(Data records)
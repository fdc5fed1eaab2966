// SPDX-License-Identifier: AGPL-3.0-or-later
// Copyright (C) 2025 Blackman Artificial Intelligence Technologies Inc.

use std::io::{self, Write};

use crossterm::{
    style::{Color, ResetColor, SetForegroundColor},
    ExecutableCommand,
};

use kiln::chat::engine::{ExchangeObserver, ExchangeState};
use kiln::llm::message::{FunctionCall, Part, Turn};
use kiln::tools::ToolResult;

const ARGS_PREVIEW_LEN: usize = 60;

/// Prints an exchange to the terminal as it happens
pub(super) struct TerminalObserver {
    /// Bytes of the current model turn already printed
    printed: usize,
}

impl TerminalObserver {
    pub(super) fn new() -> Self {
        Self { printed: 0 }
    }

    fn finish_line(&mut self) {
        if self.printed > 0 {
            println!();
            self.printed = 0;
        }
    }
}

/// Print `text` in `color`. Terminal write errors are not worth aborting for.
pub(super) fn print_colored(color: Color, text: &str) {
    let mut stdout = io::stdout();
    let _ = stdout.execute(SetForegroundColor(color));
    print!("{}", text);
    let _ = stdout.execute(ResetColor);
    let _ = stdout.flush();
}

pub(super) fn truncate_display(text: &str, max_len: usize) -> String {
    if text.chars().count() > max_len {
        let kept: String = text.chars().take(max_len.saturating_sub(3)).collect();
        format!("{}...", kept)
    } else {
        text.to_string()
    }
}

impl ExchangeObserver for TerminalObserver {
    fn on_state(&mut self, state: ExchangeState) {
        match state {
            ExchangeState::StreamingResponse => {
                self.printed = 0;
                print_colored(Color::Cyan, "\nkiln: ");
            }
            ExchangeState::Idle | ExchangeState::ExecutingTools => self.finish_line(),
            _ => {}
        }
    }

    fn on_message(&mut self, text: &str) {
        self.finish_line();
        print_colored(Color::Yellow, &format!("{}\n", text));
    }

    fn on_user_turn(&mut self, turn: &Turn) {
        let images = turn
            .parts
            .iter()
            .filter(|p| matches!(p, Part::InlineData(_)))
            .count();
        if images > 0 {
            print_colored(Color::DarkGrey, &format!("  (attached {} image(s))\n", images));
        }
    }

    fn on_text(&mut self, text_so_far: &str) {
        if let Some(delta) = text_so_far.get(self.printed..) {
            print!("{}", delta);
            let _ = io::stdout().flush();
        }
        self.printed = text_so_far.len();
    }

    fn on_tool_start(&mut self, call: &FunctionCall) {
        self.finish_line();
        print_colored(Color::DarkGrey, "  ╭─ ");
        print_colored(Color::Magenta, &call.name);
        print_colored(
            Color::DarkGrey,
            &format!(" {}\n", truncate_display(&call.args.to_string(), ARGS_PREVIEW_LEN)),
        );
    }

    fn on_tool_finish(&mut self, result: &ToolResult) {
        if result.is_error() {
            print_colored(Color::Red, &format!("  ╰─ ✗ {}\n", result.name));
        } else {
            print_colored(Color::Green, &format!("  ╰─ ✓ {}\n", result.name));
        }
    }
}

...

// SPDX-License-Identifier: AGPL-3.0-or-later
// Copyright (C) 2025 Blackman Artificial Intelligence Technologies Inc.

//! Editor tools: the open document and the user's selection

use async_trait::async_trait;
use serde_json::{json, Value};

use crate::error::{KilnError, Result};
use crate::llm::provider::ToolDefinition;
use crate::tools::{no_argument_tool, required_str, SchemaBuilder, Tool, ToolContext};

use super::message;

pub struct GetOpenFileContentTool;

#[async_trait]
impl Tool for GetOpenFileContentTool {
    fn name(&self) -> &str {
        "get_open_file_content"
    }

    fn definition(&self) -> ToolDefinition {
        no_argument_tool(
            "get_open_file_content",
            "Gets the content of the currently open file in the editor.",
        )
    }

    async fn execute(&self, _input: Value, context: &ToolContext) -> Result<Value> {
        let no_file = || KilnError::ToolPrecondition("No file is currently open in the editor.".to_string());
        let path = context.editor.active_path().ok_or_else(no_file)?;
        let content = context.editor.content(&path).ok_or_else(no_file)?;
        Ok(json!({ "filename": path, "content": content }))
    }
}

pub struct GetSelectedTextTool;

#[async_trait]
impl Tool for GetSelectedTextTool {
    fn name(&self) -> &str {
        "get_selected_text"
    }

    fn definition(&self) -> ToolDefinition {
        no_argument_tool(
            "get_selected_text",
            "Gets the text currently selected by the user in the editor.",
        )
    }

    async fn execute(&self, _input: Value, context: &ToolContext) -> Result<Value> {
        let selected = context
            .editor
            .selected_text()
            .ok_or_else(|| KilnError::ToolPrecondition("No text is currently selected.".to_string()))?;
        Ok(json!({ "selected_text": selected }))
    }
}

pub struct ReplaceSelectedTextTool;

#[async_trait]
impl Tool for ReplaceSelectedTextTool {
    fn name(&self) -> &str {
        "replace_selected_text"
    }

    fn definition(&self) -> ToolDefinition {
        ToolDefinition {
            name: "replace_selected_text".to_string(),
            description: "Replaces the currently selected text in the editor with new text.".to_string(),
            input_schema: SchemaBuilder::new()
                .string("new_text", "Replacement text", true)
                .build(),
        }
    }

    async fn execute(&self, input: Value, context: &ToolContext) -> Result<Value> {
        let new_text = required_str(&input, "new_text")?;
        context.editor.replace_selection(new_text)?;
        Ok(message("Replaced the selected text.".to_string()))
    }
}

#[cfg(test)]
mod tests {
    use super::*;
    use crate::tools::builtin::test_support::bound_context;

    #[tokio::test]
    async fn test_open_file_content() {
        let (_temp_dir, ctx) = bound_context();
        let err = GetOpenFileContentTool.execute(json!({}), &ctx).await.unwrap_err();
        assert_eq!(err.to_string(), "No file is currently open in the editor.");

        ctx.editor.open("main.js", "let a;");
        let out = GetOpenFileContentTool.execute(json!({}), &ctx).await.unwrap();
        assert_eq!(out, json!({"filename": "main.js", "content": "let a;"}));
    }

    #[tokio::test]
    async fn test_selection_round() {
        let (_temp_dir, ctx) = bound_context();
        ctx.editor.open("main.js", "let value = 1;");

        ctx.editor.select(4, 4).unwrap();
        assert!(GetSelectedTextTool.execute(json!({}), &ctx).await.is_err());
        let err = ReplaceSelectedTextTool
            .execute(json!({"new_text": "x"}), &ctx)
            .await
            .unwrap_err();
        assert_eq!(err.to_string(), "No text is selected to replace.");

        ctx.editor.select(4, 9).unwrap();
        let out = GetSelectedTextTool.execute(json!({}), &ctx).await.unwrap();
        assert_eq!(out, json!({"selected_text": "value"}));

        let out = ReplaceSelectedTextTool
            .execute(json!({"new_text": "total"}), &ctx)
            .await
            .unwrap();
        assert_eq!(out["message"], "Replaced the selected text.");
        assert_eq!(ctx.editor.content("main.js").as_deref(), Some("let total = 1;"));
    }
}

**What you are asked to do:** Return word for word the lines above from the line with "repository fdc5fed1eaab2966" to the line with "use kiln::tools::ToolResult;", including both and leaving out all others.

**Written response:**
repository fdc5fed1eaab2966
// SPDX-License-Identifier: AGPL-3.0-or-later
// Copyright (C) 2025 Blackman Artificial Intelligence Technologies Inc.

use std::io::{self, Write};

use crossterm::{
    style::{Color, ResetColor, SetForegroundColor},
    ExecutableCommand,
};

use kiln::chat::engine::{ExchangeObserver, ExchangeState};
use kiln::llm::message::{FunctionCall, Part, Turn};
use kiln::tools::ToolResult;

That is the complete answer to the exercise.